= Dead Men's Path =

1953 short story by Chinua Achebe

Dead Men's Path is a short story by the Nigerian writer Chinua Achebe, first published in 1953. The short-story has been noted as an example of cultural conflict.

== Setting ==

Michael Obi is a young reform-minded educator living in Nigeria, January 1949. He is tasked with reforming Ndume Central School, a place known for its unprogressive or backwards ways.

Michael and his wife, Nancy, arrive at the village with the intention of forcing it into the modern age. Their two goals are to enforce a high standard of education and to turn the school campus into a place of beauty.

One evening Michael observes an old woman walking along a faint footpath that crosses the compound. After consulting with some members of the faculty, Michael learns that the school had attempted to close the path in the past and met with strong opposition from the nearby village. Afraid of giving a poor impression to the Government Education Officer scheduled to visit, Michael places a fence across the path and tops it with barbed wire. Three days after the fence is put up, Michael meets with the village priest, who explains the importance of the path and its relationship with the villagers' animist beliefs. Michael insists that the path remains closed and explains that the purpose of the school is to abolish such ancestral beliefs.

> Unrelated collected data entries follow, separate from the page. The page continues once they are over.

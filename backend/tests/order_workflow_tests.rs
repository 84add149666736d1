//! Order workflow and plan gating tests
//!
//! Tests for the order kanban including:
//! - pending → preparing → ready → delivered
//! - cancelled from any open status; terminal statuses are final
//! - Plan limits for products, ingredients and monthly orders

use proptest::prelude::*;
use shared::{validate_transition, DomainError, OrderStatus, PlanResource, PlanTier};

// ============================================================================
// Unit Tests
// ============================================================================

#[cfg(test)]
mod unit_tests {
    use super::*;

    #[test]
    fn test_happy_path() {
        let mut status = OrderStatus::Pending;
        let mut path = vec![status];
        while let Some(next) = status.next() {
            validate_transition(status, next).unwrap();
            status = next;
            path.push(status);
        }

        assert_eq!(
            path,
            vec![
                OrderStatus::Pending,
                OrderStatus::Preparing,
                OrderStatus::Ready,
                OrderStatus::Delivered,
            ]
        );
    }

    #[test]
    fn test_cancel_from_open_statuses() {
        for status in OrderStatus::OPEN {
            assert!(status.can_transition_to(OrderStatus::Cancelled));
        }
        assert!(!OrderStatus::Delivered.can_transition_to(OrderStatus::Cancelled));
    }

    #[test]
    fn test_invalid_transition_error() {
        let err = validate_transition(OrderStatus::Pending, OrderStatus::Delivered).unwrap_err();
        assert_eq!(
            err,
            DomainError::InvalidTransition {
                from: OrderStatus::Pending,
                to: OrderStatus::Delivered,
            }
        );
    }

    #[test]
    fn test_status_round_trips_through_text() {
        for status in OrderStatus::ALL {
            assert_eq!(status.as_str().parse::<OrderStatus>().unwrap(), status);
        }
        assert!("shipped".parse::<OrderStatus>().is_err());
    }

    #[test]
    fn test_free_plan_limits() {
        let limits = PlanTier::Free.limits();
        assert!(limits.check(PlanResource::Products, 4).is_ok());
        assert!(limits.check(PlanResource::Products, 5).is_err());
        assert!(limits.check(PlanResource::Ingredients, 19).is_ok());
        assert!(limits.check(PlanResource::MonthlyOrders, 30).is_err());
    }

    #[test]
    fn test_pro_plan_is_unlimited() {
        let limits = PlanTier::Pro.limits();
        assert!(limits.check(PlanResource::MonthlyOrders, 1_000_000).is_ok());
    }
}

// ============================================================================
// Property-Based Tests
// ============================================================================

#[cfg(test)]
mod property_tests {
    use super::*;

    fn status_strategy() -> impl Strategy<Value = OrderStatus> {
        prop_oneof![
            Just(OrderStatus::Pending),
            Just(OrderStatus::Preparing),
            Just(OrderStatus::Ready),
            Just(OrderStatus::Delivered),
            Just(OrderStatus::Cancelled),
        ]
    }

    fn tier_strategy() -> impl Strategy<Value = PlanTier> {
        prop_oneof![Just(PlanTier::Free), Just(PlanTier::Essential), Just(PlanTier::Pro)]
    }

    fn resource_strategy() -> impl Strategy<Value = PlanResource> {
        prop_oneof![
            Just(PlanResource::Products),
            Just(PlanResource::Ingredients),
            Just(PlanResource::MonthlyOrders),
        ]
    }

    proptest! {
        #![proptest_config(ProptestConfig::with_cases(100))]

        /// Terminal statuses accept no transition; no status moves to itself
        #[test]
        fn prop_terminal_and_self_transitions_rejected(
            from in status_strategy(),
            to in status_strategy()
        ) {
            if from.is_terminal() || from == to {
                prop_assert!(validate_transition(from, to).is_err());
            }
        }

        /// Every open status can reach a terminal one
        #[test]
        fn prop_open_statuses_can_finish(from in status_strategy()) {
            if !from.is_terminal() {
                prop_assert!(from.can_transition_to(OrderStatus::Cancelled));
            }
        }

        /// Creating is allowed exactly while the count is under the limit
        #[test]
        fn prop_plan_check_matches_limit(
            tier in tier_strategy(),
            resource in resource_strategy(),
            count in 0u64..1000
        ) {
            let limits = tier.limits();
            let allowed = limits.check(resource, count).is_ok();
            match limits.limit_for(resource) {
                Some(limit) => prop_assert_eq!(allowed, count < u64::from(limit)),
                None => prop_assert!(allowed),
            }
        }
    }
}
//! Errors raised by domain rules

use thiserror::Error;

use crate::models::{OrderStatus, PlanResource};

#[derive(Debug, Error, Clone, PartialEq, Eq)]
pub enum DomainError {
    #[error("Unknown unit of measure: {0}")]
    UnknownUnit(String),

    #[error("Unknown movement type: {0}")]
    UnknownMovementType(String),

    #[error("Unknown order status: {0}")]
    UnknownOrderStatus(String),

    #[error("Unknown plan: {0}")]
    UnknownPlan(String),

    #[error("Cannot move order from {from} to {to}")]
    InvalidTransition { from: OrderStatus, to: OrderStatus },

    #[error("Plan limit reached: {limit} {resource}")]
    PlanLimitReached { resource: PlanResource, limit: u32 },

    #[error("Value out of range while computing {0}")]
    Overflow(&'static str),
}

Two days later a young woman in the village dies in childbirth. A diviner recommends heavy sacrifices to appease the spirits who are insulted at having the footpath blocked. In the night the flowers and hedges are torn up and trampled to death and one of the school buildings is torn down. When the Government Education Officer arrives, he gives Obi a bad review and writes "a nasty report" on the "tribal-war situation developing between the school and the village."